So if your plan is to try and beat the lines from one of the major books you’re going to need to start coming up with lines yourself. This is known as Handicapping and the biggest books are VERY good at it. Even when they make mistakes and put out bad opening lines, they are constantly adjusting the lines based on how much is bet on either side. An opening line will typically be different than a closing line. Even if you’re better at handicapping than the sportsbook, you need to figure out WHEN to place your bet. Depending on what data you are using to handicap, some models may be best suited for betting on opening lines and others may be best suited for betting closing lines when the game is about to start.

How to get an edge handicapping

There are many different ways to gain an edge vs the book. I’ll start with the least savory.

Fix Games

Unless you’re Marsellus Wallace or actually play a sport at a high level this option is not open to you and it’s obviously frowned upon – illegal? but it’s important to be aware that it does happen. It’s also the main reason bookmaking is largely illegal in the US. Major pro leagues like the NFL, MLB, NHL are terrified that if sports betting were legal it would ruin the integrity of the game and games would be fixed all the time. However, some people are changing their mind like the NBA’s ex-commissioner David Stern says it’s time for legalized sports gambling

The most infamous case of game fixing is probably the Black Sox Scandal of the 1919 World Series

Tim Donaghy was a high profile case of an NBA referee who bet on games and changed the spread on games by allegedly miscalling the end of games he officiated

As recently as today two lower ranked tennis players were suspended for match fixing

Insider Knowledge

Insider knowledge scares the crap out of sports books. It’s hard to obtain and if you have it there’s a decent chance you’re not allowed to bet on the games or don’t care about betting on games. I’m going to assume you’re not dating Tom Brady so we’ll largely skip over this edge.



The main advantage a bettor has over the book is they don’t have to set lines for every game. They can pick and choose which games to focus on. I would recommend specializing in one particular niche where the competition is small. The downside to this is the max wager limits will be smaller, but there is more opportunity to find inefficient lines. The reason is the number of people handicapping, betting on and watching major league sports games like the NFL is orders of magnitudes larger than a less popular sport like golf.

Gather more data

This goes along with specializing.
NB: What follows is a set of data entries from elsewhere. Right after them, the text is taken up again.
//! Transport abstraction — one physical I2C bus.
//!
//! Concrete implementations:
//! - [`HalTransport`](crate::adapters::hal::HalTransport): any
//!   `embedded_hal::i2c::I2c` controller (Linux `/dev/i2c-*` under the
//!   `linux` feature)
//! - [`SimulatedBus`](crate::sim::SimulatedBus): in-memory peripherals
//!
//! [`Bus`](crate::bus::Bus) owns exactly one transport and is the only
//! caller, always under its lock, so implementations never see
//! interleaved operations.

use crate::error::LinkError;

/// Byte-level access to every device on one bus.
pub trait Transport: Send {
    /// Write `bytes` to the device at `address` in one transaction.
    fn write(&mut self, address: u8, bytes: &[u8]) -> Result<(), LinkError>;

    /// Fill `buf` from the device at `address`.
    fn read(&mut self, address: u8, buf: &mut [u8]) -> Result<(), LinkError>;

    /// Write the register address, then read one byte after a repeated
    /// start.
    fn read_register(&mut self, address: u8, register: u8) -> Result<u8, LinkError>;

    /// Write a register address followed by its value.
    fn write_register(&mut self, address: u8, register: u8, value: u8) -> Result<(), LinkError> {
        self.write(address, &[register, value])
    }

    /// Release the underlying handle.  Later operations fail.
    fn close(&mut self) {}
}

/// Stand-in left behind by [`Bus::close`](crate::bus::Bus::close).
/// Every operation fails with [`LinkError::Closed`].
pub struct ClosedTransport;

impl Transport for ClosedTransport {
    fn write(&mut self, _address: u8, _bytes: &[u8]) -> Result<(), LinkError> {
        Err(LinkError::Closed)
    }

    fn read(&mut self, _address: u8, _buf: &mut [u8]) -> Result<(), LinkError> {
        Err(LinkError::Closed)
    }

    fn read_register(&mut self, _address: u8, _register: u8) -> Result<u8, LinkError> {
        Err(LinkError::Closed)
    }
}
It’s going to be nearly impossible for you to gather more data than the sports books or other handicappors for a major game like the superbowl, but for a small game hardly anyone is going to be paying attention to like Mississippi Valley State vs Alabama State both members of the SWAC conference you may have a chance.
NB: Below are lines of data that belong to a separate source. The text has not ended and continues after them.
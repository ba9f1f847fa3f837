//! Formatting helpers for byte-level debug logging.

use core::fmt;

/// Lazily formats a byte slice as `[0x01, 0xff]`.
pub struct Hex<'a>(&'a [u8]);

/// Wrap `bytes` for `{}` formatting.
pub fn hex(bytes: &[u8]) -> Hex<'_> {
    Hex(bytes)
}

impl fmt::Display for Hex<'_> {
    fn fmt(&self, f: &mut fmt::Formatter<'_>) -> fmt::Result {
        f.write_str("[")?;
        for (i, b) in self.0.iter().enumerate() {
            if i > 0 {
                f.write_str(", ")?;
            }
            write!(f, "0x{b:02x}")?;
        }
        f.write_str("]")
    }
}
You may also find and use some data that no one else would think of using to handicap. Some hedge funds trade stocks based on your tweets New data is always being released. If you can find a source of data that predicts the outcomes of games that no one else is using you may have found yourself a nice edge.

Interpret the data better

There’s plenty of data out there, but people draw different conclusions based on the same data. Maybe you see something in the data that no one else does that will help you predict the outcome of a game. Maybe you write a better machine learning algorithm than anyone else. Maybe you adjust your model better than anyone else based on a major change in the game such as a lockout or a rule change. Week one of any sport is going to be difficult to predict because its a brand new team with different players and potentially different rules. There’s a big difference between predicting what kind of stats 30 year old veteran Lebron James will have in his 50th game of the season and a college freshman’s first collegiate game ever. A college freshman doesn’t have much to go by in terms of career stats and his play is likely going to improve drastically as time goes on. Maybe you figure out how to handicap young players play better than anyone else.

Use new data more quickly

It takes time for information to spread. If you can be one of the first to find out about something and bet based on that data before anyone else does you can gain an edge. Last season during the opening drive of a preseason game Sam Bradford tore his ACL If you were at the game and saw it happen or you were the team doctor(insider) who x-rayed him you could use that information to bet against the Rams in the upcoming games.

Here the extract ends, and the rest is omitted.